• _The task_:
From the listing below, extract every line containing "NoteBackend".
-- Supplied material follows --
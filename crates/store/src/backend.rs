use crate::{CreateOutcome, StoreError};
use chrono::{DateTime, Utc};
use notekeep::{NewNote, Note, NoteChanges, NoteId};
use std::collections::BTreeMap;
use std::sync::RwLock;

/// Blocking storage backend for note records.
///
/// Every mutating method is atomic for the record it touches. Implementations
/// assign ids themselves; callers never choose one.
pub trait NoteBackend: Send + Sync {
    /// Every stored note, in ascending id order.
    fn list(&self) -> Result<Vec<Note>, StoreError>;
    /// Point lookup. `Ok(None)` means the id is not stored.
    fn get(&self, id: NoteId) -> Result<Option<Note>, StoreError>;
    /// Allocate a fresh id and persist the note.
    fn insert(&self, draft: NewNote, now: DateTime<Utc>) -> Result<Note, StoreError>;
    /// Like [`insert`](Self::insert), unless a note with exactly the same text
    /// exists. The check and the insert happen in one transaction.
    fn insert_unique(&self, draft: NewNote, now: DateTime<Utc>)
        -> Result<CreateOutcome, StoreError>;
    /// Merge `changes` onto the stored note. `Ok(None)` if the id is not stored.
    fn update(&self, id: NoteId, changes: &NoteChanges) -> Result<Option<Note>, StoreError>;
    /// Remove a note. Returns whether it existed.
    fn remove(&self, id: NoteId) -> Result<bool, StoreError>;
}

/// Configuration for selecting and building a backend.
///
/// # Example
/// ```
/// use store::BackendConfig;
///
/// // In-memory (for testing)
/// let config = BackendConfig::in_memory();
///
/// // Redb (pure Rust, persistent)
/// let config = BackendConfig::redb("/data/notes.redb");
/// ```
#[derive(Clone, Debug, Default, PartialEq, Eq)]
pub enum BackendConfig {
    /// Use Redb for storage. The `path` is the file path for the database.
    ///
    /// Requires the `backend-redb` feature (enabled by default).
    Redb { path: String },
    /// Keep notes in process memory. Nothing survives a restart.
    #[default]
    InMemory,
}

impl BackendConfig {
    pub fn in_memory() -> Self {
        BackendConfig::InMemory
    }

    pub fn redb<P: Into<String>>(path: P) -> Self {
        BackendConfig::Redb { path: path.into() }
    }

    /// Build the backend described by this configuration.
    pub fn build(&self) -> Result<Box<dyn NoteBackend>, StoreError> {
        match self {
            BackendConfig::InMemory => Ok(Box::new(InMemoryBackend::new())),
            BackendConfig::Redb { path } => {
                #[cfg(feature = "backend-redb")]
                {
                    Ok(Box::new(RedbBackend::open(path)?))
                }
                #[cfg(not(feature = "backend-redb"))]
                {
                    let _ = path;
                    Err(StoreError::backend("redb backend disabled at compile time"))
                }
            }
        }
    }
}

struct Notes {
    records: BTreeMap<NoteId, Note>,
    next_id: NoteId,
}

impl Notes {
    fn allocate(&mut self) -> Result<NoteId, StoreError> {
        let id = self.next_id;
        self.next_id = id
            .checked_add(1)
            .ok_or_else(|| StoreError::backend("note id space exhausted"))?;
        Ok(id)
    }
}

/// An in-memory backend using a `RwLock` around a `BTreeMap`.
pub struct InMemoryBackend {
    notes: RwLock<Notes>,
}

impl InMemoryBackend {
    pub fn new() -> Self {
        Self {
            notes: RwLock::new(Notes {
                records: BTreeMap::new(),
                next_id: 1,
            }),
        }
    }

    fn read(&self) -> Result<std::sync::RwLockReadGuard<'_, Notes>, StoreError> {
        self.notes
            .read()
            .map_err(|_| StoreError::backend("poisoned lock"))
    }

    fn write(&self) -> Result<std::sync::RwLockWriteGuard<'_, Notes>, StoreError> {
        self.notes
            .write()
            .map_err(|_| StoreError::backend("poisoned lock"))
    }
}

impl Default for InMemoryBackend {
    fn default() -> Self {
        Self::new()
    }
}

impl NoteBackend for InMemoryBackend {
    fn list(&self) -> Result<Vec<Note>, StoreError> {
        Ok(self.read()?.records.values().cloned().collect())
    }

    fn get(&self, id: NoteId) -> Result<Option<Note>, StoreError> {
        Ok(self.read()?.records.get(&id).cloned())
    }

    fn insert(&self, draft: NewNote, now: DateTime<Utc>) -> Result<Note, StoreError> {
        let mut guard = self.write()?;
        let id = guard.allocate()?;
        let note = draft.into_note(id, now);
        guard.records.insert(id, note.clone());
        Ok(note)
    }

    fn insert_unique(
        &self,
        draft: NewNote,
        now: DateTime<Utc>,
    ) -> Result<CreateOutcome, StoreError> {
        // One write lock covers both the lookup and the insert.
        let mut guard = self.write()?;
        if let Some(existing) = guard.records.values().find(|n| n.text == draft.text) {
            return Ok(CreateOutcome::Duplicate(existing.clone()));
        }
        let id = guard.allocate()?;
        let note = draft.into_note(id, now);
        guard.records.insert(id, note.clone());
        Ok(CreateOutcome::Created(note))
    }

    fn update(&self, id: NoteId, changes: &NoteChanges) -> Result<Option<Note>, StoreError> {
        let mut guard = self.write()?;
        Ok(guard.records.get_mut(&id).map(|note| {
            *note = changes.apply(note);
            note.clone()
        }))
    }

    fn remove(&self, id: NoteId) -> Result<bool, StoreError> {
        Ok(self.write()?.records.remove(&id).is_some())
    }
}

/// Redb-backed persistent storage.
#[cfg(feature = "backend-redb")]
pub mod redb;

#[cfg(feature = "backend-redb")]
pub use self::redb::RedbBackend;

#[cfg(test)]
mod tests {
    use super::*;
    use chrono::TimeZone;

    fn now() -> DateTime<Utc> {
        Utc.with_ymd_and_hms(2025, 1, 1, 0, 0, 0).unwrap()
    }

    #[test]
    fn in_memory_assigns_increasing_ids() {
        let backend = InMemoryBackend::new();
        let a = backend.insert(NewNote::new("a"), now()).unwrap();
        let b = backend.insert(NewNote::new("b"), now()).unwrap();
        assert_eq!(a.id, 1);
        assert_eq!(b.id, 2);

        backend.remove(b.id).unwrap();
        let c = backend.insert(NewNote::new("c"), now()).unwrap();
        assert_eq!(c.id, 3, "ids are never reused");
    }

    #[test]
    fn in_memory_lists_in_insertion_order() {
        let backend = InMemoryBackend::new();
        for text in ["first", "second", "third"] {
            backend.insert(NewNote::new(text), now()).unwrap();
        }
        let texts: Vec<_> = backend
            .list()
            .unwrap()
            .into_iter()
            .map(|n| n.text)
            .collect();
        assert_eq!(texts, vec!["first", "second", "third"]);
    }

    #[test]
    fn in_memory_unique_insert_detects_exact_text() {
        let backend = InMemoryBackend::new();
        let original = backend.insert(NewNote::new("x"), now()).unwrap();

        match backend.insert_unique(NewNote::new("x"), now()).unwrap() {
            CreateOutcome::Duplicate(existing) => assert_eq!(existing, original),
            CreateOutcome::Created(_) => panic!("duplicate text must not be inserted"),
        }
        assert_eq!(backend.list().unwrap().len(), 1);

        // Exact match only: case and padding make a different note.
        assert!(matches!(
            backend.insert_unique(NewNote::new("X"), now()).unwrap(),
            CreateOutcome::Created(_)
        ));
        assert!(matches!(
            backend.insert_unique(NewNote::new(" x"), now()).unwrap(),
            CreateOutcome::Created(_)
        ));
    }

    #[test]
    fn in_memory_update_and_remove_report_absence() {
        let backend = InMemoryBackend::new();
        assert_eq!(backend.update(5, &NoteChanges::default()).unwrap(), None);
        assert!(!backend.remove(5).unwrap());
    }

    #[test]
    fn build_in_memory_backend() {
        let backend = BackendConfig::in_memory().build().unwrap();
        assert!(backend.list().unwrap().is_empty());
    }
}
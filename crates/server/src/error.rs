use crate::envelope::Envelope;
use axum::http::StatusCode;
use axum::response::{IntoResponse, Response};
use notekeep::{NoteId, ValidationError};
use store::StoreError;

pub type ServerResult<T> = Result<T, ServerError>;

/// Message returned for every 5xx; the cause is only logged.
pub const INTERNAL_ERROR_MESSAGE: &str = "internal server error";

/// Server error types
#[derive(Debug, thiserror::Error)]
pub enum ServerError {
    #[error("Invalid input: {0}")]
    Validation(#[from] ValidationError),

    #[error("Payload too large: max {0}KiB allowed")]
    PayloadTooLarge(usize),

    #[error("Note {0} not found")]
    NotFound(NoteId),

    #[error("Storage error: {0}")]
    Storage(StoreError),

    #[error("Route not found")]
    RouteNotFound,

    #[error("Method not allowed")]
    MethodNotAllowed,
}

impl ServerError {
    /// Get HTTP status code for this error
    pub fn status_code(&self) -> StatusCode {
        match self {
            ServerError::Validation(_) => StatusCode::BAD_REQUEST,
            ServerError::PayloadTooLarge(_) => StatusCode::PAYLOAD_TOO_LARGE,
            ServerError::NotFound(_) | ServerError::RouteNotFound => StatusCode::NOT_FOUND,
            ServerError::MethodNotAllowed => StatusCode::METHOD_NOT_ALLOWED,
            ServerError::Storage(_) => StatusCode::INTERNAL_SERVER_ERROR,
        }
    }

    /// Client-facing message. Server-side causes are never exposed.
    pub fn public_message(&self) -> String {
        match self {
            ServerError::Validation(err) => err.first_message().to_string(),
            ServerError::PayloadTooLarge(max_kb) => {
                format!("request body too large (max {max_kb} KiB)")
            }
            ServerError::NotFound(_) => "note not found".to_string(),
            ServerError::RouteNotFound => "route not found".to_string(),
            ServerError::MethodNotAllowed => "method not allowed".to_string(),
            ServerError::Storage(_) => INTERNAL_ERROR_MESSAGE.to_string(),
        }
    }
}

impl From<StoreError> for ServerError {
    fn from(err: StoreError) -> Self {
        match err {
            StoreError::NotFound(id) => ServerError::NotFound(id),
            other => ServerError::Storage(other),
        }
    }
}

impl IntoResponse for ServerError {
    fn into_response(self) -> Response {
        let status = self.status_code();
        if status.is_server_error() {
            tracing::error!(error = %self, "request failed");
        } else {
            tracing::debug!(error = %self, status = %status, "request rejected");
        }

        (status, Envelope::failure(self.public_message())).into_response()
    }
}
//! Command implementations.
//!
//! Commands print their results to stdout; diagnostics go through `tracing`
//! (stderr).

pub mod cart;
pub mod checkout;
pub mod login;
pub mod products;

use bazaar_client::ShopError;
use bazaar_client::api::ApiError;
use bazaar_core::{ContactError, EmailError, EmptyLabelError};
use thiserror::Error;

/// Errors a command can fail with.
#[derive(Debug, Error)]
pub enum CliError {
    #[error(transparent)]
    Shop(#[from] ShopError),

    #[error("Invalid argument: {0}")]
    Argument(String),

    #[error("Could not read {path}: {source}")]
    Read {
        path: String,
        source: std::io::Error,
    },

    #[error("Invalid address file: {0}")]
    Address(#[from] serde_yaml::Error),
}

impl CliError {
    /// One-line message for the user.
    #[must_use]
    pub fn notice(&self) -> String {
        match self {
            Self::Shop(error) => error.notice(),
            _ => self.to_string(),
        }
    }
}

impl From<ApiError> for CliError {
    fn from(error: ApiError) -> Self {
        Self::Shop(error.into())
    }
}

impl From<ContactError> for CliError {
    fn from(error: ContactError) -> Self {
        Self::Argument(error.to_string())
    }
}

impl From<EmailError> for CliError {
    fn from(error: EmailError) -> Self {
        Self::Argument(error.to_string())
    }
}

impl From<EmptyLabelError> for CliError {
    fn from(error: EmptyLabelError) -> Self {
        Self::Argument(error.to_string())
    }
}
//! Product catalog client.
//!
//! The product list is cached with `moka` for the configured TTL. Refreshes
//! are single-slot: starting a new fetch aborts any fetch still in flight,
//! and the caller waiting on the aborted one gets [`CatalogError::Superseded`].

use std::sync::{Arc, Mutex, PoisonError};
use std::time::Duration;

use bazaar_core::{Catalog, CatalogEntry};
use moka::future::Cache;
use serde::Deserialize;
use serde_json::Value;
use thiserror::Error;
use tokio::task::AbortHandle;
use tracing::{debug, instrument, warn};

use super::{ApiClient, ApiError, Auth};

/// Errors fetching the catalog.
#[derive(Debug, Error)]
pub enum CatalogError {
    /// The backend call failed.
    #[error(transparent)]
    Api(#[from] ApiError),

    /// A newer refresh replaced this one before it finished.
    #[error("catalog fetch superseded by a newer request")]
    Superseded,

    /// The fetch task panicked.
    #[error("catalog fetch task failed: {0}")]
    Task(String),
}

/// Cache key for catalog responses.
#[derive(Debug, Clone, Copy, Hash, PartialEq, Eq)]
enum CacheKey {
    ProductList,
}

#[derive(Deserialize)]
struct ProductListResponse {
    #[serde(default)]
    products: Vec<Value>,
}

/// Client for the product list.
///
/// Cheaply cloneable via `Arc`; clones share the cache and the in-flight slot.
#[derive(Clone)]
pub struct CatalogClient {
    inner: Arc<CatalogClientInner>,
}

struct CatalogClientInner {
    api: ApiClient,
    cache: Cache<CacheKey, Arc<Catalog>>,
    in_flight: Mutex<InFlight>,
}

#[derive(Default)]
struct InFlight {
    generation: u64,
    handle: Option<AbortHandle>,
}

impl CatalogClient {
    /// Create a catalog client caching the list for `ttl`.
    #[must_use]
    pub fn new(api: ApiClient, ttl: Duration) -> Self {
        let cache = Cache::builder().max_capacity(1).time_to_live(ttl).build();

        Self {
            inner: Arc::new(CatalogClientInner {
                api,
                cache,
                in_flight: Mutex::default(),
            }),
        }
    }

    /// The product list, from cache when fresh.
    ///
    /// # Errors
    ///
    /// Returns an error if a fetch is needed and fails or is superseded.
    pub async fn products(&self) -> Result<Arc<Catalog>, CatalogError> {
        if let Some(catalog) = self.inner.cache.get(&CacheKey::ProductList).await {
            debug!("Cache hit for product list");
            return Ok(catalog);
        }
        self.refresh().await
    }

    /// Fetch the product list, bypassing and then repopulating the cache.
    ///
    /// Aborts any refresh already in flight.
    ///
    /// # Errors
    ///
    /// Returns [`CatalogError::Superseded`] if another refresh starts before
    /// this one completes, or the API error.
    #[instrument(skip(self))]
    pub async fn refresh(&self) -> Result<Arc<Catalog>, CatalogError> {
        // Refreshes are ordered by when they take the slot lock.
        let (task, generation) = {
            let mut slot = self.lock_slot();
            if let Some(previous) = slot.handle.take() {
                previous.abort();
                debug!("Aborted superseded catalog fetch");
            }
            let api = self.inner.api.clone();
            let task = tokio::spawn(async move { fetch_products(&api).await });
            slot.handle = Some(task.abort_handle());
            slot.generation = slot.generation.wrapping_add(1);
            (task, slot.generation)
        };

        let result = task.await;

        {
            let mut slot = self.lock_slot();
            if slot.generation == generation {
                slot.handle = None;
            }
        }

        match result {
            Ok(Ok(catalog)) => {
                let catalog = Arc::new(catalog);
                self.inner
                    .cache
                    .insert(CacheKey::ProductList, Arc::clone(&catalog))
                    .await;
                Ok(catalog)
            }
            Ok(Err(e)) => Err(CatalogError::Api(e)),
            Err(e) if e.is_cancelled() => Err(CatalogError::Superseded),
            Err(e) => Err(CatalogError::Task(e.to_string())),
        }
    }

    /// Drop the cached list so the next [`products`](Self::products) call fetches.
    pub async fn invalidate(&self) {
        self.inner.cache.invalidate(&CacheKey::ProductList).await;
    }

    fn lock_slot(&self) -> std::sync::MutexGuard<'_, InFlight> {
        self.inner
            .in_flight
            .lock()
            .unwrap_or_else(PoisonError::into_inner)
    }
}

/// Fetch and decode the list, newest product first.
///
/// Entries that fail to decode are skipped with a warning instead of failing
/// the whole list.
async fn fetch_products(api: &ApiClient) -> Result<Catalog, ApiError> {
    let response: ProductListResponse = api.get("product/list", Auth::Public).await?;
    Ok(decode_products(response.products))
}

fn decode_products(raw: Vec<Value>) -> Catalog {
    let mut entries: Vec<CatalogEntry> = raw
        .into_iter()
        .filter_map(|value| {
            serde_json::from_value::<CatalogEntry>(value)
                .inspect_err(|error| warn!(%error, "Skipping malformed product"))
                .ok()
        })
        .collect();
    entries.reverse();
    Catalog::new(entries)
}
-- Supplied material concluded --
• _Exercise answer_:
pub trait NoteBackend: Send + Sync {
    pub fn build(&self) -> Result<Box<dyn NoteBackend>, StoreError> {
impl NoteBackend for InMemoryBackend {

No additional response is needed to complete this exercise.